The newsgroups are simply an NNTP interface to the mailing lists -- use
one or the other; either way, it gets to the same place.

> Today, I worked on an implementation of a finite state machine. 
<snip>
> The base class defines some
> (virtual) functions that may be overridden in a derived class, but they are
> only called from the base class. My original code was as follows
<snip>:
>
<snip -- class with private method, subclass with private method>
>
> In C++ this would work just fine: As null_action() is called from fsm, and
> it's private in fsm, this works fine. It gets overridden in my_fsm, but
> being private in fsm, it can only be called there (not in my_fsm), which is
> as intended.
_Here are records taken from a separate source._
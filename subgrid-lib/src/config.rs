//! Grid configuration
//!
//! A grid is configured from one raw text value that is either a JSON
//! object or a bare FetchXML query:
//!
//! ```json
//! {
//!   "fetchXml": "<fetch>...</fetch>",
//!   "pageSize": 25,
//!   "newButtonVisibility": true,
//!   "deleteButtonVisibility": false
//! }
//! ```
//!
//! Problems with the input never prevent a config from being built; they
//! are attached to [`GridConfig::error`] for the host to display.

use serde_json::Map;
use serde_json::Value;

use crate::error::Error;
use crate::error::ValidationError;
use crate::query::QueryDocument;

/// Smallest page size.
pub const MIN_PAGE_SIZE: u32 = 1;

/// Largest page size.
pub const MAX_PAGE_SIZE: u32 = 250;

/// Keys recognised in JSON configuration.
pub const CONFIG_KEYS: [&str; 4] = ["fetchXml", "pageSize", "newButtonVisibility", "deleteButtonVisibility"];

/// Values used for anything the raw input does not set.
///
/// # Example
///
/// ```
/// use subgrid_lib::config::GridDefaults;
///
/// let defaults = GridDefaults::default()
///     .with_page_size(50)
///     .with_delete_button_visibility(false);
/// ```
#[derive(Debug, Clone, PartialEq, Eq)]
pub struct GridDefaults {
    /// Query used when the input is empty.
    ///
    /// Default: empty
    pub fetch_xml: String,

    /// Records per page.
    ///
    /// Default: 25
    pub page_size: u32,

    /// Whether the "New" button is shown.
    ///
    /// Default: true
    pub new_button_visibility: bool,

    /// Whether the "Delete" button is shown.
    ///
    /// Default: true
    pub delete_button_visibility: bool,
}

impl Default for GridDefaults {
    fn default() -> Self {
        Self {
            fetch_xml: String::new(),
            page_size: 25,
            new_button_visibility: true,
            delete_button_visibility: true,
        }
    }
}

impl GridDefaults {
    /// Creates defaults with default values.
    pub fn new() -> Self {
        Self::default()
    }

    /// Sets the fallback query.
    pub fn with_fetch_xml(mut self, fetch_xml: impl Into<String>) -> Self {
        self.fetch_xml = fetch_xml.into();
        self
    }

    /// Sets the page size.
    pub fn with_page_size(mut self, page_size: u32) -> Self {
        self.page_size = page_size;
        self
    }

    /// Sets the "New" button visibility.
    pub fn with_new_button_visibility(mut self, visible: bool) -> Self {
        self.new_button_visibility = visible;
        self
    }

    /// Sets the "Delete" button visibility.
    pub fn with_delete_button_visibility(mut self, visible: bool) -> Self {
        self.delete_button_visibility = visible;
        self
    }
}

/// Effective grid configuration.
#[derive(Debug)]
pub struct GridConfig {
    /// Query to page through.
    pub fetch_xml: String,
    /// Records per page, within `1..=250`.
    pub page_size: u32,
    /// Whether the "New" button is shown.
    pub new_button_visibility: bool,
    /// Whether the "Delete" button is shown.
    pub delete_button_visibility: bool,
    /// Problem found in the raw input, if any.
    pub error: Option<Error>,
}

impl GridConfig {
    /// Builds a config from raw input.
    ///
    /// A JSON object applies every recognised key it carries; unknown keys
    /// attach a [`ValidationError`]. Anything else is taken as FetchXML
    /// (the default query when empty), attaching a parse error if it does
    /// not parse.
    pub fn from_raw_input(raw: Option<&str>, defaults: &GridDefaults) -> Self {
        let mut config = Self {
            fetch_xml: defaults.fetch_xml.clone(),
            page_size: clamp_page_size(f64::from(defaults.page_size)),
            new_button_visibility: defaults.new_button_visibility,
            delete_button_visibility: defaults.delete_button_visibility,
            error: None,
        };

        let raw = raw.unwrap_or_default();
        match serde_json::from_str::<Value>(raw) {
            Ok(Value::Object(object)) => config.apply_json(&object),
            _ => config.apply_fetch_xml(raw),
        }

        if let Some(err) = &config.error {
            log::warn!("Grid configuration problem: {}", err);
        }
        config
    }

    fn apply_json(&mut self, object: &Map<String, Value>) {
        let unknown: Vec<&str> = object
            .keys()
            .map(String::as_str)
            .filter(|key| !CONFIG_KEYS.contains(key))
            .collect();
        if !unknown.is_empty() {
            self.error = Some(ValidationError::unknown_keys(unknown).into());
        }

        if let Some(Value::String(fetch_xml)) = object.get("fetchXml")
            && !fetch_xml.is_empty()
        {
            self.fetch_xml = fetch_xml.clone();
        }

        if let Some(page_size) = object.get("pageSize").filter(|v| is_truthy(v)) {
            self.page_size = page_size_from_value(page_size);
        }

        if let Some(visible) = object.get("newButtonVisibility").and_then(Value::as_bool) {
            self.new_button_visibility = visible;
        }

        if let Some(visible) = object.get("deleteButtonVisibility").and_then(Value::as_bool) {
            self.delete_button_visibility = visible;
        }
    }

    fn apply_fetch_xml(&mut self, raw: &str) {
        let fetch_xml = if raw.is_empty() { self.fetch_xml.as_str() } else { raw };
        if fetch_xml.is_empty() {
            return;
        }

        if let Err(err) = QueryDocument::parse(fetch_xml) {
            self.error = Some(err.into());
        }
        self.fetch_xml = fetch_xml.to_string();
    }
}

/// Reads a page size from a JSON value, clamped to `1..=250`.
///
/// Numbers and numeric strings are accepted; anything else is `1`.
pub fn page_size_from_value(value: &Value) -> u32 {
    let number = match value {
        Value::Number(n) => n.as_f64().unwrap_or(f64::NAN),
        Value::String(s) => s.trim().parse::<f64>().unwrap_or(f64::NAN),
        _ => f64::NAN,
    };
    clamp_page_size(number)
}

fn clamp_page_size(number: f64) -> u32 {
    if number.is_nan() || number < f64::from(MIN_PAGE_SIZE) {
        return MIN_PAGE_SIZE;
    }
    if number > f64::from(MAX_PAGE_SIZE) {
        return MAX_PAGE_SIZE;
    }
    number as u32
}

fn is_truthy(value: &Value) -> bool {
    match value {
        Value::Null => false,
        Value::Bool(b) => *b,
        Value::Number(n) => n.as_f64().is_some_and(|f| f != 0.0),
        Value::String(s) => !s.is_empty(),
        Value::Array(_) | Value::Object(_) => true,
    }
}

#[cfg(test)]
mod tests {
    use serde_json::json;

    use super::*;

    const QUERY: &str = "<fetch><entity name='account'><attribute name='name'/></entity></fetch>";

    fn defaults() -> GridDefaults {
        GridDefaults::default().with_fetch_xml(QUERY)
    }

    #[test]
    fn test_json_input() {
        let raw = r#"{"fetchXml": "<fetch><entity name='contact'/></fetch>", "pageSize": 10, "deleteButtonVisibility": false}"#;
        let config = GridConfig::from_raw_input(Some(raw), &defaults());

        assert!(config.error.is_none());
        assert_eq!(config.fetch_xml, "<fetch><entity name='contact'/></fetch>");
        assert_eq!(config.page_size, 10);
        assert!(config.new_button_visibility);
        assert!(!config.delete_button_visibility);
    }

    #[test]
    fn test_unknown_keys_still_apply_known_ones() {
        let raw = r#"{"pageSize": 5, "colour": "red", "height": 3}"#;
        let config = GridConfig::from_raw_input(Some(raw), &defaults());

        assert_eq!(config.page_size, 5);
        assert_eq!(config.fetch_xml, QUERY);
        match config.error {
            Some(Error::Validation(ValidationError::UnknownConfigKeys { keys })) => {
                assert_eq!(keys, vec!["colour", "height"]);
            }
            other => panic!("expected unknown keys error, got {:?}", other),
        }
    }

    #[test]
    fn test_fetch_xml_input() {
        let config = GridConfig::from_raw_input(Some("<fetch><entity name='lead'/></fetch>"), &defaults());
        assert!(config.error.is_none());
        assert_eq!(config.fetch_xml, "<fetch><entity name='lead'/></fetch>");
        assert_eq!(config.page_size, 25);
    }

    #[test]
    fn test_empty_input_uses_default_query() {
        let config = GridConfig::from_raw_input(None, &defaults());
        assert!(config.error.is_none());
        assert_eq!(config.fetch_xml, QUERY);

        let config = GridConfig::from_raw_input(Some(""), &defaults());
        assert_eq!(config.fetch_xml, QUERY);
    }

    #[test]
    fn test_malformed_query_attaches_parse_error() {
        let config = GridConfig::from_raw_input(Some("<fetch><entity name='lead'>"), &defaults());
        assert!(matches!(config.error, Some(Error::Parse(_))));
        assert_eq!(config.fetch_xml, "<fetch><entity name='lead'>");
    }

    #[test]
    fn test_page_size_clamping() {
        assert_eq!(page_size_from_value(&json!(0)), 1);
        assert_eq!(page_size_from_value(&json!(-4)), 1);
        assert_eq!(page_size_from_value(&json!(40)), 40);
        assert_eq!(page_size_from_value(&json!(1000)), 250);
        assert_eq!(page_size_from_value(&json!("75")), 75);
        assert_eq!(page_size_from_value(&json!("lots")), 1);
        assert_eq!(page_size_from_value(&json!(null)), 1);

        let config = GridConfig::from_raw_input(Some(r#"{"pageSize": 900}"#), &defaults());
        assert_eq!(config.page_size, 250);
    }
}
This is because access and visibility are orthogonal concepts
> in C++: The access specifiers only specify who are allowed to access (as in
> calling, taking the address of, etc.) a function, but it doesn't affect
> overriding.
>
> The reason for this is as follows (from "The Design and Evolution of C++"):
> By not letting the access specifiers affect visibility (including
> overriding), changing the access specifiers of functions won't affect the
> program semantics.
>
> However, this is not so for PHP...
>
> The above won't work, or at least not work as intended: The function
> null_action() will only be visible in the class it's defined, and therefore
> the derived class version won't override the base class version. In order to
> get it to work, the access specifiers have to be changed to protected. This
> means that derived classes may also _call_ the function, something that is
> not desired. This means I can't enforce this design constraint of having
> this function private.
>
> Why is it done like this?

I'm not sure why the behaviour is as it is, but I do know that PHP
developers were heavily influenced by Java when writing the new PHP5
object model; I suspect your answers may lie there. 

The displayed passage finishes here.